# ACTION ITEM
Nothing past the line containing "pub use symmetry::SymmetrizedForces;" belongs in the output. Copy exactly every line of the data below from the first up to and including it.

[Records from a data source]
= = = =

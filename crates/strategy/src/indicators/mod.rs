pub mod rsi;
pub mod sma;

pub use rsi::RsiIndicator;
pub use sma::sma;
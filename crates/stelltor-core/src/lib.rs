pub mod basis;
pub mod common;
pub mod diagnostics;
pub mod domain;
pub mod realspace;
pub mod spectral;
pub mod symmetry;
pub mod transform;

pub use basis::{FourierBasis, ReflectionMap, reflect_index};
pub use common::{
    ToleranceBand, ToleranceCategory, TolerancePolicy, TolerancePolicyError,
    load_tolerance_policy,
};
pub use diagnostics::{DiagnosticsSink, NullDiagnostics, TracingDiagnostics};
pub use domain::{AngularGrid, SymmetryMode, TransformError, TransformResult};
pub use realspace::{ParityField, RealSpaceField, RealSpaceForces, RealSpaceGeometry};
pub use spectral::{
    AsymmetricSector, ModeArray, SpectralCoefficients, SymmetricSector, canonical_modes,
};
pub use symmetry::SymmetrizedForces;
pub use transform::AngularTransform;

= = = =

# TASK SOLUTION
filename crates/strategy/src/indicators/mod.rs
pub mod rsi;
pub mod sma;

pub use rsi::RsiIndicator;
pub use sma::sma;
filename crates/stelltor-core/src/lib.rs
pub mod basis;
pub mod common;
pub mod diagnostics;
pub mod domain;
pub mod realspace;
pub mod spectral;
pub mod symmetry;
pub mod transform;

pub use basis::{FourierBasis, ReflectionMap, reflect_index};
pub use common::{
    ToleranceBand, ToleranceCategory, TolerancePolicy, TolerancePolicyError,
    load_tolerance_policy,
};
pub use diagnostics::{DiagnosticsSink, NullDiagnostics, TracingDiagnostics};
pub use domain::{AngularGrid, SymmetryMode, TransformError, TransformResult};
pub use realspace::{ParityField, RealSpaceField, RealSpaceForces, RealSpaceGeometry};
pub use spectral::{
    AsymmetricSector, ModeArray, SpectralCoefficients, SymmetricSector, canonical_modes,
};
pub use symmetry::SymmetrizedForces;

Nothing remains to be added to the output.